# [EXERCISE BRIEF]
Beginning at the first line of the data, print each line exactly, stopping after the line that contains "paired by position.".

####################

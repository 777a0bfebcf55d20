//! In-memory vector index over passages.
//!
//! An index is built once from a full set of passages and their vectors and
//! is read-only afterwards. Changing content means building a new index and
//! swapping the reference.

use crate::types::Passage;
use aidoc_core::config::DistanceMetric;
use aidoc_core::{AppError, AppResult};
use std::cmp::Ordering;
use uuid::Uuid;

#[derive(Debug)]
struct Entry {
    passage: Passage,
    vector: Vec<f32>,
}

/// Immutable nearest-neighbor index.
///
/// Entries are identified by insertion position, which also breaks ties
/// between equal distances.
#[derive(Debug)]
pub struct VectorIndex {
    id: Uuid,
    entries: Vec<Entry>,
    dimension: usize,
    metric: DistanceMetric,
}

impl VectorIndex {
    /// Build an index from passages and their vectors, paired by position.
    ///
    /// # Errors
    /// - `Config` if the two sequences differ in length
    /// - `EmptyInput` if there are no passages
    /// - `DimensionMismatch` if a vector's length differs from the first one's
    pub fn build(
        passages: Vec<Passage>,
        vectors: Vec<Vec<f32>>,
        metric: DistanceMetric,
    ) -> AppResult<Self> {
        if passages.len() != vectors.len() {
            return Err(AppError::Config(format!(
                "{} passages but {} vectors",
                passages.len(),
                vectors.len()
            )));
        }

        let dimension = match vectors.first() {
            Some(first) => first.len(),
            None => {
                return Err(AppError::EmptyInput(
                    "cannot build an index without passages".to_string(),
                ))
            }
        };

        if let Some((position, bad)) = vectors
            .iter()
            .enumerate()
            .find(|(_, v)| v.len() != dimension)
        {
            return Err(AppError::DimensionMismatch {
                expected: dimension,
                found: bad.len(),
                position,
            });
        }

        let entries = passages
            .into_iter()
            .zip(vectors)
            .map(|(passage, vector)| Entry { passage, vector })
            .collect();

        Ok(Self {
            id: Uuid::new_v4(),
            entries,
            dimension,
            metric,
        })
    }

    /// The `k` nearest passages, ascending by distance.
    ///
    /// Returns `min(k, len)` results.
    ///
    /// # Errors
    /// - `Config` if `k` is zero
    /// - `DimensionMismatch` if the query has the wrong dimension
    pub fn query(&self, vector: &[f32], k: usize) -> AppResult<Vec<(Passage, f32)>> {
        if k == 0 {
            return Err(AppError::Config("k must be at least 1".to_string()));
        }

        if vector.len() != self.dimension {
            return Err(AppError::DimensionMismatch {
                expected: self.dimension,
                found: vector.len(),
                position: 0,
            });
        }

        let mut scored: Vec<(usize, f32)> = self
            .entries
            .iter()
            .enumerate()
            .map(|(id, entry)| (id, distance(self.metric, vector, &entry.vector)))
            .collect();

        scored.sort_by(|a, b| match a.1.total_cmp(&b.1) {
            Ordering::Equal => a.0.cmp(&b.0),
            other => other,
        });
        scored.truncate(k);

        if let (Some(first), Some(last)) = (scored.first(), scored.last()) {
            tracing::debug!(
                "Query over {} passages returned {} (distance {:.3}..{:.3})",
                self.entries.len(),
                scored.len(),
                first.1,
                last.1
            );
        }

        Ok(scored
            .into_iter()
            .map(|(id, dist)| (self.entries[id].passage.clone(), dist))
            .collect())
    }

    pub fn id(&self) -> Uuid {
        self.id
    }

    pub fn len(&self) -> usize {
        self.entries.len()
    }

    pub fn is_empty(&self) -> bool {
        self.entries.is_empty()
    }

    pub fn dimension(&self) -> usize {
        self.dimension
    }

    pub fn metric(&self) -> DistanceMetric {
        self.metric
    }

    /// Passages in insertion order.
    pub fn passages(&self) -> impl Iterator<Item = &Passage> {
        self.entries.iter().map(|e| &e.passage)
    }
}

fn distance(metric: DistanceMetric, a: &[f32], b: &[f32]) -> f32 {
    match metric {
        DistanceMetric::Cosine => 1.0 - cosine_similarity(a, b),
        DistanceMetric::Euclidean => a
            .iter()
            .zip(b)
            .map(|(x, y)| (x - y) * (x - y))
            .sum::<f32>()
            .sqrt(),
    }
}

/// Cosine similarity; zero when either vector has zero length.
fn cosine_similarity(a: &[f32], b: &[f32]) -> f32 {
    let dot: f32 = a.iter().zip(b).map(|(x, y)| x * y).sum();
    let norm_a: f32 = a.iter().map(|x| x * x).sum::<f32>().sqrt();
    let norm_b: f32 = b.iter().map(|x| x * x).sum::<f32>().sqrt();

    if norm_a == 0.0 || norm_b == 0.0 {
        return 0.0;
    }

    dot / (norm_a * norm_b)
}
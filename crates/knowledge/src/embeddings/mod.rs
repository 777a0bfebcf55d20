//! Embedding engine for passages and questions.
//!
//! [`Embedder`] wraps an [`EmbeddingProvider`] and adds batching and the
//! output-length check. It never retries: a provider failure surfaces as
//! `AppError::EmbeddingService` and retry policy belongs to the caller.

pub mod provider;
pub mod providers;

pub use provider::{create_provider, EmbeddingProvider};

use aidoc_core::{AppError, AppResult};
use std::sync::Arc;

/// Stateless, shareable embedding front end.
#[derive(Debug, Clone)]
pub struct Embedder {
    provider: Arc<dyn EmbeddingProvider>,
    batch_size: usize,
}

impl Embedder {
    /// Create an embedder sending at most `batch_size` texts per provider call.
    pub fn new(provider: Arc<dyn EmbeddingProvider>, batch_size: usize) -> Self {
        Self {
            provider,
            batch_size: batch_size.max(1),
        }
    }

    /// Dimension of every vector this embedder produces.
    pub fn dimensions(&self) -> usize {
        self.provider.dimensions()
    }

    pub fn provider_name(&self) -> &str {
        self.provider.provider_name()
    }

    /// Embed texts, preserving order: `result[i]` belongs to `texts[i]`.
    pub async fn embed(&self, texts: &[String]) -> AppResult<Vec<Vec<f32>>> {
        if texts.is_empty() {
            return Ok(Vec::new());
        }

        tracing::debug!(
            "Embedding {} texts using provider '{}' (model: {})",
            texts.len(),
            self.provider.provider_name(),
            self.provider.model_name()
        );

        let mut vectors = Vec::with_capacity(texts.len());

        for batch in texts.chunks(self.batch_size) {
            let embedded = self
                .provider
                .embed_batch(batch)
                .await
                .map_err(into_service_error)?;

            if embedded.len() != batch.len() {
                return Err(AppError::EmbeddingService(format!(
                    "provider '{}' returned {} vectors for {} texts",
                    self.provider.provider_name(),
                    embedded.len(),
                    batch.len()
                )));
            }

            vectors.extend(embedded);
        }

        Ok(vectors)
    }

    /// Embed a single query text.
    pub async fn embed_one(&self, text: &str) -> AppResult<Vec<f32>> {
        let mut vectors = self.embed(&[text.to_string()]).await?;
        vectors
            .pop()
            .ok_or_else(|| AppError::EmbeddingService("No embedding returned".to_string()))
    }
}

fn into_service_error(err: AppError) -> AppError {
    match err {
        AppError::EmbeddingService(_) => err,
        other => AppError::EmbeddingService(other.to_string()),
    }
}

#[cfg(test)]
mod tests {
    use super::*;
    use crate::embeddings::providers::trigram::TrigramProvider;
    use std::sync::atomic::{AtomicUsize, Ordering};

    /// Counts calls and returns one constant vector per text.
    #[derive(Debug, Default)]
    struct CountingProvider {
        calls: AtomicUsize,
        drop_last: bool,
    }

    #[async_trait::async_trait]
    impl EmbeddingProvider for CountingProvider {
        fn provider_name(&self) -> &str {
            "counting"
        }

        fn model_name(&self) -> &str {
            "counting-v1"
        }

        fn dimensions(&self) -> usize {
            2
        }

        async fn embed_batch(&self, texts: &[String]) -> AppResult<Vec<Vec<f32>>> {
            self.calls.fetch_add(1, Ordering::SeqCst);
            let mut out: Vec<Vec<f32>> = texts.iter().map(|t| vec![t.len() as f32, 1.0]).collect();
            if self.drop_last {
                out.pop();
            }
            Ok(out)
        }
    }

    #[tokio::test]
    async fn test_embed_batches_and_preserves_order() {
        let provider = Arc::new(CountingProvider::default());
        let embedder = Embedder::new(provider.clone(), 2);

        let texts: Vec<String> = ["a", "bb", "ccc", "dddd", "eeeee"]
            .iter()
            .map(|s| s.to_string())
            .collect();
        let vectors = embedder.embed(&texts).await.unwrap();

        assert_eq!(provider.calls.load(Ordering::SeqCst), 3);
        let lengths: Vec<f32> = vectors.iter().map(|v| v[0]).collect();
        assert_eq!(lengths, vec![1.0, 2.0, 3.0, 4.0, 5.0]);
    }

    #[tokio::test]
    async fn test_short_provider_output_is_service_error() {
        let provider = Arc::new(CountingProvider {
            drop_last: true,
            ..Default::default()
        });
        let embedder = Embedder::new(provider, 8);

        let err = embedder
            .embed(&["one".to_string(), "two".to_string()])
            .await
            .unwrap_err();
        assert!(matches!(err, AppError::EmbeddingService(_)));
    }

    #[tokio::test]
    async fn test_empty_input_makes_no_calls() {
        let provider = Arc::new(CountingProvider::default());
        let embedder = Embedder::new(provider.clone(), 8);

        assert!(embedder.embed(&[]).await.unwrap().is_empty());
        assert_eq!(provider.calls.load(Ordering::SeqCst), 0);
    }

    #[tokio::test]
    async fn test_embed_one_matches_batch() {
        let embedder = Embedder::new(Arc::new(TrigramProvider::new(64)), 4);

        let single = embedder.embed_one("iron deficiency anemia").await.unwrap();
        let batch = embedder
            .embed(&["iron deficiency anemia".to_string()])
            .await
            .unwrap();
        assert_eq!(single, batch[0]);
        assert_eq!(embedder.dimensions(), 64);
    }
}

####################

# [RESPONSE TO THE TASK]
repository 777a0bfebcf55d20
//! In-memory vector index over passages.
//!
//! An index is built once from a full set of passages and their vectors and
//! is read-only afterwards. Changing content means building a new index and
//! swapping the reference.

use crate::types::Passage;
use aidoc_core::config::DistanceMetric;
use aidoc_core::{AppError, AppResult};
use std::cmp::Ordering;
use uuid::Uuid;

#[derive(Debug)]
struct Entry {
    passage: Passage,
    vector: Vec<f32>,
}

/// Immutable nearest-neighbor index.
///
/// Entries are identified by insertion position, which also breaks ties
/// between equal distances.
#[derive(Debug)]
pub struct VectorIndex {
    id: Uuid,
    entries: Vec<Entry>,
    dimension: usize,
    metric: DistanceMetric,
}

impl VectorIndex {
    /// Build an index from passages and their vectors, paired by position.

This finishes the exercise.